On est loin de la culture Port-la-Forêt (Finistère), cette base d'entraînement finistérienne où les meilleurs navigateurs français se toisent entre hommes forts. Entre deux manœuvres, le Nordiste de 43 ans assume : « Être vulnérable, ça me parle. Je ne vois pas ce que ça apporte de le cacher. Sur un Vendée, tu peux avoir de beaux vertiges. »
À première vue, le cerveau et financeur de la campagne n'est pas non plus un grand fragile. Parti de rien, Alexandre Fayeulle est devenu millionnaire. En 2000, il a fondé Advens, pépite européenne d'un marché éminemment stratégique : la cybersécurité. L'entreprise a protégé les Jeux olympiques de Paris 2024. Valorisée à 100 millions d'euros en 2021, elle vaudra « des milliards » à moyenne échéance, annonce-t-il.
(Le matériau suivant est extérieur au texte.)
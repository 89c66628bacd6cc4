//! Core systems for Horizon Checklist.
//!
//! This crate provides the observation primitives the checklist widget is
//! built on:
//!
//! - **Signal/Slot System**: Type-safe, synchronous notification ([`Signal`])
//! - **Bindings**: Host-owned values that can be rebound, delivering both the
//!   new and the previous value to watchers ([`Binding`], [`Change`])
//!
//! # Signal/Slot Example
//!
//! ```
//! use horizon_checklist_core::Signal;
//!
//! let value_changed = Signal::<i32>::new();
//! let conn_id = value_changed.connect(|value| {
//!     println!("Value changed to: {}", value);
//! });
//!
//! value_changed.emit(42);
//! value_changed.disconnect(conn_id);
//! ```
//!
//! # Binding Example
//!
//! ```
//! use horizon_checklist_core::Binding;
//!
//! let selected = Binding::new(vec!["b".to_string()]);
//! selected.watch(|change| {
//!     let before = change.previous.as_ref().map(Vec::len);
//!     println!("{:?} -> {}", before, change.current.len());
//! });
//! selected.rebind(vec!["a".to_string(), "b".to_string()]);
//! ```

pub mod binding;
pub mod logging;
pub mod signal;

pub use binding::{Binding, Change};
pub use signal::{ConnectionGuard, ConnectionId, Signal};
Aussi surprenant qu'une météo marine, l'entrepreneur s'empresse de préciser : « L'argent ne m'intéresse pas. Le monde des affaires non plus. »
« Thomas ne m'a pas calculé »
Alexandre Fayeulle s'est spécialisé dans l'informatique « seulement parce que c'était l'option la moins chiante » dans son école d'ingénieurs, intégrée sans conviction. À 27 ans, il a donc créé Advens et s'est enfin découvert une passion : entreprendre. « Entreprendre, oui, mais pour les hommes et la planète », pose celui qui fait songer à une variante de l'« individu écologique » théorisé par le sociologue Jean Viard. À 51 ans, ce fils d'agriculteurs vit dans la ferme familiale de Boulogne-sur-Mer (Pas-de-Calais), où il est né et où il mourra, assure-t-il, non sans tenter d'édifier un nouveau modèle agricole urbain. Il consacre l'intégralité de son patrimoine à des causes écologiques et sociales.